Based on these results, we concluded that genes coexpressed with programmed cell death (PD-1) and PD-L1 in cancer cells could be effective biomarkers for patients who receive ICB . We found that high expression of chloride intracellular channel protein 2 (CLIC2) in BC was correlated with increased expression of PD-1 and PD-L1, and that a high CLIC2 mRNA level has been associated with a favorable prognosis. In addition, a positive relationship exists between CLIC2 expression and TIL quantities across all BC subtypes.
Hub gene expression clusters with PD-1 or PD-L1
Using the limma R Bioconductor software package, a total of 3,868 differentially expressed genes (DEGs) were identified between BC and normal tissue, of which 2,688 genes upregulated and 1,180 genes downregulated in BC (Supplementary Figure 1A and 1B). Based on DEGs, a weighted gene coexpression network analysis (WGCNA) was performed to locate the gene modules in which gene expression patterns were similar. Here, we used a scale-free network distribution for the connectivity genes when the soft-threshold β value equals 4 (Figure 1A and 1B). Next, several gene modules were identified using average linkage hierarchical clustering (Figure 1C). Eleven major gene modules were identified (Figure 1D), of which the Megreen module genes positively correlated with both PD-1 (r = 0.98, p = 1 x 10-200) (Figure 1E) and PD-L1 (r = 0.71, p = 2.87 x 10-64) (Figure 1F). To reduce the scope of genes that correlated with PD-1 or PD-L1, two hub gene clusters were obtained from the Megreen module. The cluster correlated with PD-1 contained 131 genes (Supplementary Figure 2A, Supplementary Table 1), whereas the cluster correlated with PD-L1 had 37 genes (Supplementary Figure 2B, Supplementary Table 1). Using the limma packages and WGCNA, we obtained hub gene clusters that coexpressed with PD-1 or PD-L1 in BC.
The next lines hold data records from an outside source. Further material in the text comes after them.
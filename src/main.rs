use clap::Parser;
use color_eyre::Result;
use std::io;
use textstats::cli::{self, Cli};

fn main() -> Result<()> {
    // Install color-eyre panic hook for better error messages
    color_eyre::install()?;

    // Diagnostics go to stderr; quiet unless RUST_LOG asks for more
    env_logger::Builder::from_env(env_logger::Env::default().default_filter_or("warn")).init();

    let cli = Cli::parse();
    let mut out = io::stdout().lock();
    cli::run(&cli, &mut out)?;

    Ok(())
}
Figure 1. Identification of hub gene clusters that expressed with PD-1 or PD-L1 by WGCNA. (A) Plots visualize the scale-free topology fitting index. (B) The mean connection in different soft thresholds. (C) Branches of the hierarchical clustering dendrogram correspond to gene modules. (D) Heatmap of correlation between modules, eigengenes, and PD-1/PD-L1. Scatter plots visualize correlation between module membership in the Megreen module and gene signification for PD-1 (E) and PD-L1 (F). WGCNA, weighted gene co-expression network.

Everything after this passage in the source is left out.